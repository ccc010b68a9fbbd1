//! # SAI — Storage-Attached Secondary Index engine
//!
//! A storage-layer secondary index engine for a wide-column distributed
//! database: literal, numeric, and vector (ANN) indexes built per SSTable,
//! plus a live in-memory index for the currently-open memtable, unified
//! behind one query planner/executor.
//!
//! ## Modules
//!
//! | Module | Purpose |
//! |--------|---------|
//! | [`pk`] | Primary-key representation and the per-SSTable PK ↔ row-id map |
//! | [`config`] | Column index descriptor options and DDL-time validation |
//! | [`posting`] | Posting-list iterator algebra (union, intersection, range-filter) |
//! | [`literal`] | Trie-style term dictionary index |
//! | [`numeric`] | One-dimensional block KD-tree index |
//! | [`vector`] | In-memory graph + on-disk ANN index with product quantization |
//! | [`segment`] | Per-segment builder and per-SSTable on-disk layout |
//! | [`memtable_index`] | Per-column live index for the open memtable |
//! | [`query`] | Predicate planner and cross-searcher executor |
//! | [`lifecycle`] | Column index descriptors, build grouping, queryability registry |
//! | [`error`] | Crate-wide error taxonomy ([`SaiError`]) |
//!
//! ## Concurrency model
//!
//! Writes update memtable live indexes synchronously under the host's own
//! memtable lock; SAI adds no global write lock. Builds run on a dedicated
//! pool bounded by a [`segment::builder::SegmentBufferLimiter`]. Queries
//! consult [`lifecycle::QueryabilityRegistry`] before opening any searcher.

#![allow(dead_code)]

pub mod config;
pub mod encoding;
pub mod error;
pub mod lifecycle;
pub mod literal;
pub mod memtable_index;
pub mod numeric;
pub mod pk;
pub mod posting;
pub mod query;
pub mod segment;
pub mod vector;

pub use error::SaiError;
pub use pk::{PrimaryKey, PrimaryKeyMap, SegmentRowId};
pub use query::{Plan, QueryExecutor};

__ABOUT THIS TASK__.
Copying word for word, give each line of the data above from the first one through the line containing "pool bounded by", and nothing else.

__RESPONSE__.
repository ccc010b68a9fbbd1
//! # SAI — Storage-Attached Secondary Index engine
//!
//! A storage-layer secondary index engine for a wide-column distributed
//! database: literal, numeric, and vector (ANN) indexes built per SSTable,
//! plus a live in-memory index for the currently-open memtable, unified
//! behind one query planner/executor.
//!
//! ## Modules
//!
//! | Module | Purpose |
//! |--------|---------|
//! | [`pk`] | Primary-key representation and the per-SSTable PK ↔ row-id map |
//! | [`config`] | Column index descriptor options and DDL-time validation |
//! | [`posting`] | Posting-list iterator algebra (union, intersection, range-filter) |
//! | [`literal`] | Trie-style term dictionary index |
//! | [`numeric`] | One-dimensional block KD-tree index |
//! | [`vector`] | In-memory graph + on-disk ANN index with product quantization |
//! | [`segment`] | Per-segment builder and per-SSTable on-disk layout |
//! | [`memtable_index`] | Per-column live index for the open memtable |
//! | [`query`] | Predicate planner and cross-searcher executor |
//! | [`lifecycle`] | Column index descriptors, build grouping, queryability registry |
//! | [`error`] | Crate-wide error taxonomy ([`SaiError`]) |
//!
//! ## Concurrency model
//!
//! Writes update memtable live indexes synchronously under the host's own
//! memtable lock; SAI adds no global write lock. Builds run on a dedicated
//! pool bounded by a [`segment::builder::SegmentBufferLimiter`]. Queries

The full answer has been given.